Bald geht es wieder los, das grosse Stühlerücken in Bern. Die Ausgangslage der nächsten Bundesratswahl ist vielversprechend. Und wieder einmal dreht sich fast alles um die Musterschülerin unter den Bundesräten: Eveline Widmer-Schlumpf.
Alle vier Jahre wieder, wenn Politiker mauschelnd und Intrigen schmiedend durchs Hotel Bellevue kurven, bekommen die Polit-Fetischisten eine Gänsehaut. Dann nämlich werden die Sitze im höchsten politischen Amt der Schweiz vergeben. An den Stammtischen ist dann von «denen da oben» die Rede, die sowieso machen, was sie wollen, und die Macht untereinander aufteilen.
Das Spektakel heisst Bundesratswahl und findet das nächste Mal am 9. Dezember 2015 statt. Bevor es dazu kommt, wählen die Bundesbürger ihre Vertreter in Bern – im Oktober 2015 sind National- und Ständeratswahlen. Die gewählten National- und Ständeräte wählen anschliessend den Bundesrat.
Die «Nacht der langen Messer» ist aber nicht nur etwas für hartgesottene Polit-Cracks. Es ist fast wie bei der Fussball-WM: Alle vier Jahre schauen auch Laien zu, wenn es um den ansonsten so nüchternen Bundeshaus-Alltag geht – falsche Versprechen, Machenschaften, Ränkespiele und Hochspannung inklusive.
SVP ist kämpferisch
2015 verspricht eine interessante Konstellation. Es geht um einen richtungsweisenden Entscheid. Im Moment gibt es mit Doris Leuthard (CVP), Alain Berset (SP), Simonetta Sommaruga (SP) und Eveline Widmer-Schlumpf (BDP) bei gewissen Fragen eine linksbürgerliche Allianz im Siebner-Gremium. Mitte-Rechts mit Ueli Maurer (SVP), Didier Burkhalter (FDP) und Johann Schneider-Ammann (FDP) haben das Nachsehen.

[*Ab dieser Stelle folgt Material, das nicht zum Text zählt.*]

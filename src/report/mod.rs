//! Reporting for extraction and alignment runs.
//!
//! - Timeline: the re-parseable export of one extraction run
//! - Summary: extraction statistics and batch aggregation
//! - Render: text reports and the JSON envelope

pub mod render;
pub mod summary;
pub mod timeline;

pub use render::{
    compute_hash, AlignmentPayload, AlignmentReport, BatchReport, ExtractionPayload,
    ExtractionReport, ReportEnvelope,
};
pub use summary::{
    ActionCounts, BatchFailure, BatchRun, BatchSummary, BatchTotals, ConfidenceBuckets,
    ExtractionSummary, TimelineMark, ValueStats,
};
pub use timeline::{
    export_timeline, parse_timeline, read_timeline, timeline_path_for, write_timeline,
    TimelineEntry, TimelineExport, TimelineParser,
};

Das könnte sich 2015 ändern. Seit der Abwahl von Christoph Blocher (SVP) aus dem Bundesrat (2007) hadert die wählerstärkste Partei mit ihrer eigenen Rolle. SVP-Nationalrat Hans Fehr sagt, es gehe an dieser Bundesratswahl um sehr viel. «Die SVP hat lange genug Opposition gemacht, jetzt ist es an der Zeit, dass wir zwei Sitze im Bundesrat haben», sagt Fehr kämpferisch.

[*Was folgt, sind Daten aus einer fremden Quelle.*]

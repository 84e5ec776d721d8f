//! HTML reporter: renders grouped lint issues into a static page
//!
//! The markup is produced server-side and substituted into a template at the
//! placeholder token. The bundled template carries its own CSS and a small
//! script that expands and collapses each file section.

use super::escape::{encode_uri_component, sanitize};
use crate::{FileGroup, GroupedReport, IssueRecord, ReportError, Result, Summary};
use std::borrow::Cow;
use std::path::Path;

/// Marker in the template that is replaced by the rendered issue list
pub const PLACEHOLDER: &str = "##placeholder##";

/// Reporter that fills an HTML template with the issue list
pub struct HtmlReporter {
    template: Cow<'static, str>,
}

impl HtmlReporter {
    /// Create a reporter using the bundled template
    pub fn new() -> Self {
        Self {
            template: Cow::Borrowed(DEFAULT_TEMPLATE),
        }
    }

    /// Use a caller-supplied template instead of the bundled one
    pub fn with_template(mut self, template: impl Into<String>) -> Self {
        self.template = Cow::Owned(template.into());
        self
    }

    /// Load the template from a file
    pub fn from_template_file(path: &Path) -> Result<Self> {
        let template =
            std::fs::read_to_string(path).map_err(|source| ReportError::TemplateReadFailure {
                path: path.to_path_buf(),
                source,
            })?;
        Ok(Self::new().with_template(template))
    }

    pub fn template(&self) -> &str {
        &self.template
    }

    /// Generate the full HTML document
    pub fn report(&self, report: &GroupedReport, summary: &Summary) -> String {
        render(&self.template, report, summary)
    }
}

impl Default for HtmlReporter {
    fn default() -> Self {
        Self::new()
    }
}

/// Substitute the rendered issue list into `template`.
///
/// Only the first [`PLACEHOLDER`] is replaced; a template without one comes
/// back unchanged.
pub fn render(template: &str, report: &GroupedReport, summary: &Summary) -> String {
    let content = render_content(report, summary);
    let wrapped = format!(
        "<div class=\"result-outer-wrap\">{}</div>",
        content.trim()
    );
    template.replacen(PLACEHOLDER, &wrapped, 1)
}

fn render_content(report: &GroupedReport, summary: &Summary) -> String {
    let mut html = String::with_capacity(4096 + report.issue_count() * 384);
    html.push_str(&format!("<h3>Total Issues: {}</h3>", summary.total_issues));

    if report.is_empty() {
        html.push_str("<h2>No errors!</h2>");
        return html;
    }

    for group in report.groups() {
        push_group(&mut html, group);
    }
    html
}

fn push_group(html: &mut String, group: &FileGroup) {
    html.push_str("<button class=\"file-name clearfix\">");
    html.push_str(&sanitize(&group.file_name));
    html.push_str(&format!(
        " <em class=\"float-right\">({} issue(s) found) <span>+</span></em></button>",
        group.issues.len()
    ));
    html.push_str("<div class=\"result-wrap\"><ul>");
    html.push_str(
        "<li class=\"item-head\"><span>Description</span><span>Rule</span><span>Error</span><span>Position</span></li>",
    );
    for issue in &group.issues {
        push_issue(html, issue);
    }
    html.push_str("</ul></div>");
}

fn push_issue(html: &mut String, issue: &IssueRecord) {
    html.push_str(&format!(
        "<li title=\"{}\" class=\"item is-{}\">",
        sanitize(&encode_uri_component(&issue.path)),
        sanitize(&issue.severity.to_lowercase())
    ));
    html.push_str(&format!(
        "<span class=\"item-cell failure\">{}</span>",
        sanitize(&issue.message)
    ));
    html.push_str(&format!(
        "<span class=\"item-cell rule\">{}</span>",
        sanitize(&issue.rule)
    ));
    html.push_str(&format!(
        "<span class=\"item-cell type\">{}</span>",
        sanitize(&issue.severity)
    ));
    html.push_str(&format!(
        "<span class=\"item-cell position\">{}</span>",
        sanitize(&issue.position)
    ));
    html.push_str("</li>");
}

/// Bundled report page
pub const DEFAULT_TEMPLATE: &str = r##"<!DOCTYPE html>
<html lang="en">
<head>
<meta charset="UTF-8">
<meta name="viewport" content="width=device-width, initial-scale=1">
<title>Lint Report</title>
<style>
:root{--bg:#f6f7f9;--surface:#fff;--border:#dde1e6;--text:#1f2328;--muted:#656d76;--red:#cf222e;--yellow:#9a6700;--blue:#0969da;--radius:6px}
*{box-sizing:border-box;margin:0;padding:0}
body{font-family:-apple-system,BlinkMacSystemFont,'Segoe UI',Roboto,Oxygen,sans-serif;background:var(--bg);color:var(--text);line-height:1.5;padding:1.5rem}
header{margin-bottom:1rem}
header h1{font-size:1.25rem;font-weight:700}
.clearfix::after{content:"";display:table;clear:both}
.float-right{float:right}
.result-outer-wrap{max-width:1200px;margin:0 auto}
.result-outer-wrap h3{font-size:1rem;margin-bottom:.75rem}
.result-outer-wrap h2{font-size:1.125rem;color:var(--blue);text-align:center;padding:3rem 1rem}

/* ── File toggles ── */
.file-name{display:block;width:100%;text-align:left;padding:.625rem .875rem;margin-top:.5rem;background:var(--surface);border:1px solid var(--border);border-radius:var(--radius);font-size:.875rem;font-weight:600;color:var(--text);cursor:pointer}
.file-name:hover{background:#eef1f4}
.file-name em{font-style:normal;font-weight:400;color:var(--muted)}
.file-name em span{display:inline-block;width:1rem;text-align:center;font-weight:700}
.result-wrap{display:none;border:1px solid var(--border);border-top:none;border-radius:0 0 var(--radius) var(--radius);background:var(--surface)}
.result-wrap.open{display:block}

/* ── Issue rows ── */
.result-wrap ul{list-style:none}
.item-head,.item{display:grid;grid-template-columns:minmax(0,1fr) 200px 90px 140px;gap:.5rem;padding:.4rem .875rem;font-size:.8125rem;border-bottom:1px solid var(--border)}
.item:last-child{border-bottom:none}
.item-head{font-weight:700;color:var(--muted);text-transform:uppercase;font-size:.6875rem;letter-spacing:.4px}
.item-cell{overflow-wrap:anywhere}
.item-cell.rule,.item-cell.position{font-family:'SF Mono',Consolas,monospace;color:var(--muted)}
.item-cell.type{font-weight:700}
.is-error .type{color:var(--red)}
.is-warning .type{color:var(--yellow)}
</style>
</head>
<body>
<header><h1>Lint Report</h1></header>
##placeholder##
<script>
(function(){
"use strict";
document.querySelectorAll('.file-name').forEach(function(btn){
  btn.addEventListener('click',function(){
    var wrap=btn.nextElementSibling;
    if(!wrap) return;
    var open=wrap.classList.toggle('open');
    var marker=btn.querySelector('em span');
    if(marker) marker.textContent=open?'-':'+';
  });
});
})();
</script>
</body>
</html>
"##;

Und wer diesen Sitz freimachen soll, ist für SVP-Vertreter klar: Eveline Widmer-Schlumpf, die abtrünnige SVP-Politikerin und «Verräterin», die seit 2007 für die Fünf-Prozent-Partei BDP im Bundesrat sitzt. Dass die Abtrünnige geht, ist jedoch eher unwahrscheinlich. Die Stimmen von SP, Grünen und Grünliberalen hat sie auf sicher. Hinter der bürgerlichen Schwesterpartei, der CVP, steht zurzeit noch ein Fragezeichen.
CVP gibt sich bedeckt
Ende Oktober liess die BDP-Parteibasis den Traum einer BDP-CVP-Heirat platzen. Für beide Parteien ein herber Rückschlag. Der CVP-Präsident Christophe Darbellay war sichtlich enttäuscht. Von Rückhalt für Bundesrätin Widmer-Schlumpf wollte er kurz nach der geplatzten Ehe nichts wissen.
Wird die CVP nach den Parlamentswahlen für Widmer-Schlumpf stimmen? Darbellay gibt sich bedeckt. Er könne nicht für alle CVP-Parlamentarier sprechen. Mehr will er dazu nicht sagen. Ein SVP-Politiker auf dem Sitz von Widmer-Schlumpf würde der CVP aber nicht weiterhelfen, so viel ist klar. Deshalb ist davon auszugehen, dass eine Mehrheit der CVP-Fraktion für die BDP-Bundesrätin stimmen wird.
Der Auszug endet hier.